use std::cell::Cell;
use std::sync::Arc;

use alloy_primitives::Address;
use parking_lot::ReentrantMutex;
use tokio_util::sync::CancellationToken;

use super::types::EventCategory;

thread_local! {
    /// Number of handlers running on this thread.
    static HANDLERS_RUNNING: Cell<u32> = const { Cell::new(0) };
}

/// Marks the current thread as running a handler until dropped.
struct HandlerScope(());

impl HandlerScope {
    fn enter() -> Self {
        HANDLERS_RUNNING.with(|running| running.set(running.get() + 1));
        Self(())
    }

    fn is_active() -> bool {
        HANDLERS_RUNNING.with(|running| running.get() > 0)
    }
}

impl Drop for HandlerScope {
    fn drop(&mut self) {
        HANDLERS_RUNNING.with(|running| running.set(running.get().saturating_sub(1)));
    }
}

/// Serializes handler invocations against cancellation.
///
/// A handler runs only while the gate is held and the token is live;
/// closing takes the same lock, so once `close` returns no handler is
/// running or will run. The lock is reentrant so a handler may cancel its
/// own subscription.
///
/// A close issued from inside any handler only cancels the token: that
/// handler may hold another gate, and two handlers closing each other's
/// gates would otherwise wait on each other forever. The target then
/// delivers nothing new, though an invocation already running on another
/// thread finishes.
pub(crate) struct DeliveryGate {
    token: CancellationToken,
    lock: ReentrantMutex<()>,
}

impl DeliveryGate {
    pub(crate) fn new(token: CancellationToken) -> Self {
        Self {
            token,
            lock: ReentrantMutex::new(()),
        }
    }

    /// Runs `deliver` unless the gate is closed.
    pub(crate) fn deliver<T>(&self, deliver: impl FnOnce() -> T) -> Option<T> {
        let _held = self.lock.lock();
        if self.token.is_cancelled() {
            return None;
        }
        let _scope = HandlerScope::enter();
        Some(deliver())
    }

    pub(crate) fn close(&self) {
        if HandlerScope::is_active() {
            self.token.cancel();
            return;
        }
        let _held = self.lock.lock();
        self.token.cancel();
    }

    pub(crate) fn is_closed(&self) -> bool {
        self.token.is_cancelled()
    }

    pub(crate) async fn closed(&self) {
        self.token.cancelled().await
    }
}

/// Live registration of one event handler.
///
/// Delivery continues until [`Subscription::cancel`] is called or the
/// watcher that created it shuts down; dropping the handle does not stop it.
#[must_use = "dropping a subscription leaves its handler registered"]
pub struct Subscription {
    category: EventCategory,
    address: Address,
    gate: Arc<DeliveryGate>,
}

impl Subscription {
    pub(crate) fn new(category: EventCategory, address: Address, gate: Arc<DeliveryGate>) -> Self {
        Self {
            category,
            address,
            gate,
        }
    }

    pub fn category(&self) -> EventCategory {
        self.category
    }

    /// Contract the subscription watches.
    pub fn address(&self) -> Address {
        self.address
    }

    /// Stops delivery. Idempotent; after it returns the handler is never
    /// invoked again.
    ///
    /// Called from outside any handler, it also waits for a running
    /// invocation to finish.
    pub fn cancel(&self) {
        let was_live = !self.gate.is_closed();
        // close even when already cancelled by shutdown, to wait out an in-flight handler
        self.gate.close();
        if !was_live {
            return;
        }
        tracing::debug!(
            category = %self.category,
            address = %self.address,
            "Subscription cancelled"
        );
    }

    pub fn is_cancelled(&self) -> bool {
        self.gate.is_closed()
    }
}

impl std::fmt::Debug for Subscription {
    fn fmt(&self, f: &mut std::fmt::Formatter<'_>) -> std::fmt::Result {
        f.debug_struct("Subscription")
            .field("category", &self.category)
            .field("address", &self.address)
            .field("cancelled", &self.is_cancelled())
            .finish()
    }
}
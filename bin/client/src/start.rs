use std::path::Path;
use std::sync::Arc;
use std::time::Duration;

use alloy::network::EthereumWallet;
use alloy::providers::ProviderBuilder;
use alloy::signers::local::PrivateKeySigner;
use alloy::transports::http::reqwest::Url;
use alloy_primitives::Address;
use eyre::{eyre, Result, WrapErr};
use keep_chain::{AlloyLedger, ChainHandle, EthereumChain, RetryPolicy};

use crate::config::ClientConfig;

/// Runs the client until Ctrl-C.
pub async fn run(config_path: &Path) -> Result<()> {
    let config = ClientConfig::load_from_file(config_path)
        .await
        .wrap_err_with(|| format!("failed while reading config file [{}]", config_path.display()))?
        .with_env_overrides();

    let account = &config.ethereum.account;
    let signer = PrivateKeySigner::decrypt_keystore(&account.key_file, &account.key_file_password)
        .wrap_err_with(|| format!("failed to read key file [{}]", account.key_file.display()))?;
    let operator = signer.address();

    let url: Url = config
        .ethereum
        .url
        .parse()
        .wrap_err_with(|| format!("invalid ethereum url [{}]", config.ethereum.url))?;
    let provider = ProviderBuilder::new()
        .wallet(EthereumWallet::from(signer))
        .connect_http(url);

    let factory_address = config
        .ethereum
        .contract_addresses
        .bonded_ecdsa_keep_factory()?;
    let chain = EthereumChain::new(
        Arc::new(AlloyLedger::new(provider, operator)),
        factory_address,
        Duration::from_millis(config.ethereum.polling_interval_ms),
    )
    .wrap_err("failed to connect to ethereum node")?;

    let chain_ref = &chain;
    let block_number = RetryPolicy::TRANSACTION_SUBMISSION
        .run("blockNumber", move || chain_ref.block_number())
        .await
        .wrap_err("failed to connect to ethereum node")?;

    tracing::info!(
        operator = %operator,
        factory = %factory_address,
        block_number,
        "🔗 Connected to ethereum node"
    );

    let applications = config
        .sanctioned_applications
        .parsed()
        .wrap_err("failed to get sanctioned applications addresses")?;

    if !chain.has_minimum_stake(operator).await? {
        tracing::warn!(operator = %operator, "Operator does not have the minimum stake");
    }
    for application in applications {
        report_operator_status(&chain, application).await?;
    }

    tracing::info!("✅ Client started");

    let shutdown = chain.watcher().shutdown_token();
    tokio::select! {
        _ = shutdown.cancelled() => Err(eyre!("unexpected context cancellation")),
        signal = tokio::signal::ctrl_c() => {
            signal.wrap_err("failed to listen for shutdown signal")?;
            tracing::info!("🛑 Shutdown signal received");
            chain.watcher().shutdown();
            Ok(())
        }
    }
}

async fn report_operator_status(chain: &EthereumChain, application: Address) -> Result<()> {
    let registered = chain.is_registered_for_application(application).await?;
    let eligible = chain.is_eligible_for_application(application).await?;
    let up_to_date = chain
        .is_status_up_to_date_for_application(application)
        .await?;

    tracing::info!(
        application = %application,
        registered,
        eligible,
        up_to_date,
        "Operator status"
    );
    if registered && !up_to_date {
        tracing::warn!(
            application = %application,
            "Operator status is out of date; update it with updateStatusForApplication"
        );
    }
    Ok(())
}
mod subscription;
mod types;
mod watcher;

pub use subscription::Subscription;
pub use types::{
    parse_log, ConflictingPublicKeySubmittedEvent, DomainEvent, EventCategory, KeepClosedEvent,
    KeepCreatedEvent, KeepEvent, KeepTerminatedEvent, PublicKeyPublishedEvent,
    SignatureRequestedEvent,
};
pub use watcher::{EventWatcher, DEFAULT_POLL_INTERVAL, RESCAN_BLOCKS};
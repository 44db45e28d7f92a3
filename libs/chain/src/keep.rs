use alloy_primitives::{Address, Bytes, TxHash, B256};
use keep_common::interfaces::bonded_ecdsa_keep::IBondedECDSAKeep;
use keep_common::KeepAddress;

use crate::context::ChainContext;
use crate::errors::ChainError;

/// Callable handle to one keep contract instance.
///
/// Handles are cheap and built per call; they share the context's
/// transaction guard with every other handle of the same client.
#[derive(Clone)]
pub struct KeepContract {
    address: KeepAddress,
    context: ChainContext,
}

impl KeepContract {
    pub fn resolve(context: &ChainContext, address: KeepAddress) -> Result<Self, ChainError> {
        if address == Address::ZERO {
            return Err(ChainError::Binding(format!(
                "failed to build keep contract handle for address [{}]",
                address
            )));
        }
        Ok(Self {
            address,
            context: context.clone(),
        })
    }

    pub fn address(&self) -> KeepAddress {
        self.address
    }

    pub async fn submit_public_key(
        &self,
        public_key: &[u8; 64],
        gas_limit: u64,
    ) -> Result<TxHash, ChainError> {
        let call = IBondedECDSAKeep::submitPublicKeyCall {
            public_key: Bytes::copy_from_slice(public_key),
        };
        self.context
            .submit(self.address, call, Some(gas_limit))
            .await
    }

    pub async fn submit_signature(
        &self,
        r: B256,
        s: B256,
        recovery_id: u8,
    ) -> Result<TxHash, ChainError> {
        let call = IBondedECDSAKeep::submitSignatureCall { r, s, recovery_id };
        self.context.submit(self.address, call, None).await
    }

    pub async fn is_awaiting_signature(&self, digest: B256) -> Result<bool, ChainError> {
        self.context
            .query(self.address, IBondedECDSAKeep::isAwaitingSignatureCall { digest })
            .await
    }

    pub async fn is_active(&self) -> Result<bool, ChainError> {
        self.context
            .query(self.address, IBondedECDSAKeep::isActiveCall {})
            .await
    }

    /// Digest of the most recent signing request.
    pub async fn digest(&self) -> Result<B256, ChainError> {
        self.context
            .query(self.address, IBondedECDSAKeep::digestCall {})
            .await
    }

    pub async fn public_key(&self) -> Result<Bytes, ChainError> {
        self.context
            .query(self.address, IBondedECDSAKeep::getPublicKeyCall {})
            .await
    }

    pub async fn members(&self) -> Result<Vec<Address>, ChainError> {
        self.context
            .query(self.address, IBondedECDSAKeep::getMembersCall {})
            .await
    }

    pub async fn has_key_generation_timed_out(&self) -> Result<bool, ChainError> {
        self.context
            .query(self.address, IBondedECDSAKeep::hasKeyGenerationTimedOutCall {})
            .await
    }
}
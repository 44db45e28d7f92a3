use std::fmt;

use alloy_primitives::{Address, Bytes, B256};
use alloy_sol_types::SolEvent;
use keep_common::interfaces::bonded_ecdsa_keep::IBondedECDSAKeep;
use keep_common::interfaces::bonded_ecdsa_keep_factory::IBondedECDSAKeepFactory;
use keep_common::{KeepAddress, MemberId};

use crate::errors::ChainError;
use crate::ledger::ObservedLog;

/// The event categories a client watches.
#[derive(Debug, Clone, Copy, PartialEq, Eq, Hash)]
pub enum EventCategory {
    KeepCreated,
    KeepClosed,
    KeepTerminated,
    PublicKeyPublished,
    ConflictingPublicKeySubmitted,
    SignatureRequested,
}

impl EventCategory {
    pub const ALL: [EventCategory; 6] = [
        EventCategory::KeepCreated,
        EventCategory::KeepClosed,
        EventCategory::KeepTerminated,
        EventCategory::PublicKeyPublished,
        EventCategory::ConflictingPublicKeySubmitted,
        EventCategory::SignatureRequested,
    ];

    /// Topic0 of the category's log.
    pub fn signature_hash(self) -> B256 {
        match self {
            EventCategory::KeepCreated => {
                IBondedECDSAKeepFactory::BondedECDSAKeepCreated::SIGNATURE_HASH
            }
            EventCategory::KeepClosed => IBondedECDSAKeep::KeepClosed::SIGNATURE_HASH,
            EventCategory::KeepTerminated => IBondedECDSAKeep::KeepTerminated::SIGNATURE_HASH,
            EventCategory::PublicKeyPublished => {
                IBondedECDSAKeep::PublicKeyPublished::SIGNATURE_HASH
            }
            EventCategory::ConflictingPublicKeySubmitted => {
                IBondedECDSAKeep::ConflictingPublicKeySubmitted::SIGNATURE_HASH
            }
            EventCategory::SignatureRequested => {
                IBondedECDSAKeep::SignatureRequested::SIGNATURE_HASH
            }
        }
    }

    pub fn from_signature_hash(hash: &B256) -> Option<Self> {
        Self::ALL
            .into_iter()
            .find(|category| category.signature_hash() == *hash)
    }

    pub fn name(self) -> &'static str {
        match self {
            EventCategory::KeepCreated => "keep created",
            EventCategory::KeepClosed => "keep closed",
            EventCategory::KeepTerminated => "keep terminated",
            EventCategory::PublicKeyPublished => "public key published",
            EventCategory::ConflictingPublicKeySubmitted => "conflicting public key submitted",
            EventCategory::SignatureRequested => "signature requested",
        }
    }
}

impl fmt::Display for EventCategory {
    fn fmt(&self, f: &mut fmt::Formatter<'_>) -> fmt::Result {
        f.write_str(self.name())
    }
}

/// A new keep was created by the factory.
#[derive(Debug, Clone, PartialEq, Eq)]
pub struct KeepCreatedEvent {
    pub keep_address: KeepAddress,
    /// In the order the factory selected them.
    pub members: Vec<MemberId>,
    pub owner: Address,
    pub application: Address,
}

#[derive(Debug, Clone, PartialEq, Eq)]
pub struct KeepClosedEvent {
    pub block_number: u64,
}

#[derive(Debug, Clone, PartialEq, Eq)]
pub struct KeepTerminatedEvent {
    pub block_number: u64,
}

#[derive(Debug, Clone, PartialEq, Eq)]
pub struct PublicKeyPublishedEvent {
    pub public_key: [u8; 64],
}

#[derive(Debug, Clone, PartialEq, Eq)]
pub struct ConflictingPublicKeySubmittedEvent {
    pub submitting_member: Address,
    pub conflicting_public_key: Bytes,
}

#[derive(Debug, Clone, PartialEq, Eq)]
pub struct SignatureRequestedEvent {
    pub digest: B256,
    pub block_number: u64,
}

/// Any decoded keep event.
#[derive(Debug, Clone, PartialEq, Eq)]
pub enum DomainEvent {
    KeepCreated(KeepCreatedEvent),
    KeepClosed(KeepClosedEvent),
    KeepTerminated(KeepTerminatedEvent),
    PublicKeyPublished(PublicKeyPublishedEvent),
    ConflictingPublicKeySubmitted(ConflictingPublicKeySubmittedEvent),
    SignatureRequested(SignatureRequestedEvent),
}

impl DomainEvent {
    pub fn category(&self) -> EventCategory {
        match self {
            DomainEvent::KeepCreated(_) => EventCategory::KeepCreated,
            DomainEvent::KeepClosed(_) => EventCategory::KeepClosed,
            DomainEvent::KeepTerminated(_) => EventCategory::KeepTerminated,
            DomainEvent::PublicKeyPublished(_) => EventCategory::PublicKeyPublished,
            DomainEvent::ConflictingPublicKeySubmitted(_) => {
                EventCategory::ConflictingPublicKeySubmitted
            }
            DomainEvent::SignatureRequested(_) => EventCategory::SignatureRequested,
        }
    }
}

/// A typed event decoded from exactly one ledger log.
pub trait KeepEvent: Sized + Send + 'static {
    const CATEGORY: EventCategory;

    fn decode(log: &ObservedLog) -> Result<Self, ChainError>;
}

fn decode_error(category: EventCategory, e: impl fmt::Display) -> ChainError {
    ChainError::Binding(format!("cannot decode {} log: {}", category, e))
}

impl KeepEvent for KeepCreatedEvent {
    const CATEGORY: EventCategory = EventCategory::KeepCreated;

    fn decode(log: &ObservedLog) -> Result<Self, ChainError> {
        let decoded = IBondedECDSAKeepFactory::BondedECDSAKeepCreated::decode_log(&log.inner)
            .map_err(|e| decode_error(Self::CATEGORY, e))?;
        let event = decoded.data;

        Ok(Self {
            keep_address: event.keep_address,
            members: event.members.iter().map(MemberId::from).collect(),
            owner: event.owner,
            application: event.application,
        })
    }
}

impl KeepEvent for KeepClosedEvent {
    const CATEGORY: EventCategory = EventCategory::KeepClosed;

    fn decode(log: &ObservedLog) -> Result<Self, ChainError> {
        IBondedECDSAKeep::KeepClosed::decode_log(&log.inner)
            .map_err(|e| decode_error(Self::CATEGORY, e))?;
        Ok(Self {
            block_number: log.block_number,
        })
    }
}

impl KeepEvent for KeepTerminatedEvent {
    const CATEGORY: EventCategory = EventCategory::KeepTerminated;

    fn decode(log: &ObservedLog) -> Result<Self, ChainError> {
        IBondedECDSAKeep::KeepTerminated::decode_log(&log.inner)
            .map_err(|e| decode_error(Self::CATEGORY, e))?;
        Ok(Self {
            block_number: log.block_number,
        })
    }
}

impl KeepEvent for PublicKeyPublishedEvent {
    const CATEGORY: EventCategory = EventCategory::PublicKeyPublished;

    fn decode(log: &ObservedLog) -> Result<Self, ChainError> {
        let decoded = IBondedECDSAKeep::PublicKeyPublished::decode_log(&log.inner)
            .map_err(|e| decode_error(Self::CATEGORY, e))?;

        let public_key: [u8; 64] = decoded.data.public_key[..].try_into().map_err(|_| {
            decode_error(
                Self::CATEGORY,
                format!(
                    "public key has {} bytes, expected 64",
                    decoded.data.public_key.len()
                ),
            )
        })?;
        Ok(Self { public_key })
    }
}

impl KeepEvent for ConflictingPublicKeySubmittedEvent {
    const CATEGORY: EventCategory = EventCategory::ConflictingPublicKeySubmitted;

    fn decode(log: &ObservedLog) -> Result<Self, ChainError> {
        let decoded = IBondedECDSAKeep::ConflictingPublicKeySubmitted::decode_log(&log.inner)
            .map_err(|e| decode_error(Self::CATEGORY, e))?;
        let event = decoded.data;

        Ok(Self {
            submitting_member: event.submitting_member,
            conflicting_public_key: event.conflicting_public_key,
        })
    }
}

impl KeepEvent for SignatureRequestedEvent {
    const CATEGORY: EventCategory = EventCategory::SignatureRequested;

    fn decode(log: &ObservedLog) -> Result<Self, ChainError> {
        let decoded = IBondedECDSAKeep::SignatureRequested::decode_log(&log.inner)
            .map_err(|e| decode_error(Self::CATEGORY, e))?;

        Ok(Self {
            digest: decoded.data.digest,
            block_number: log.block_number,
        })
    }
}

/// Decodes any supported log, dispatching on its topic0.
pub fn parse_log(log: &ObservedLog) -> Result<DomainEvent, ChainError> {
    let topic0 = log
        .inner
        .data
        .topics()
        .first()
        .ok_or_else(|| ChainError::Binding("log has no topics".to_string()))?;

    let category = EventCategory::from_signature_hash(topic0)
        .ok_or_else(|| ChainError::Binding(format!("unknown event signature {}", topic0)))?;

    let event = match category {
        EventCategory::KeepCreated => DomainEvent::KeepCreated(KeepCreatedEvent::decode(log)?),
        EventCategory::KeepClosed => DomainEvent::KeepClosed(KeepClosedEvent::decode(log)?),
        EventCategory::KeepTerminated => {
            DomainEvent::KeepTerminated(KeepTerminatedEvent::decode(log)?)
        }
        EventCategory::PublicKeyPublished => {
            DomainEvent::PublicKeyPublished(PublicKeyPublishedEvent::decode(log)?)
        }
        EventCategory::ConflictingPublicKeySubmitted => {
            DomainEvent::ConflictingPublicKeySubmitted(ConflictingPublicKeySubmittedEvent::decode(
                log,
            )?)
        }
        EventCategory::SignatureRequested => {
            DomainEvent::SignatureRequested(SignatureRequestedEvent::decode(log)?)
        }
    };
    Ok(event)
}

* What is required:
Whenever a line includes the word "ClientConfig", pull it out of the entries.

* Result:
use crate::config::ClientConfig;
    let config = ClientConfig::load_from_file(config_path)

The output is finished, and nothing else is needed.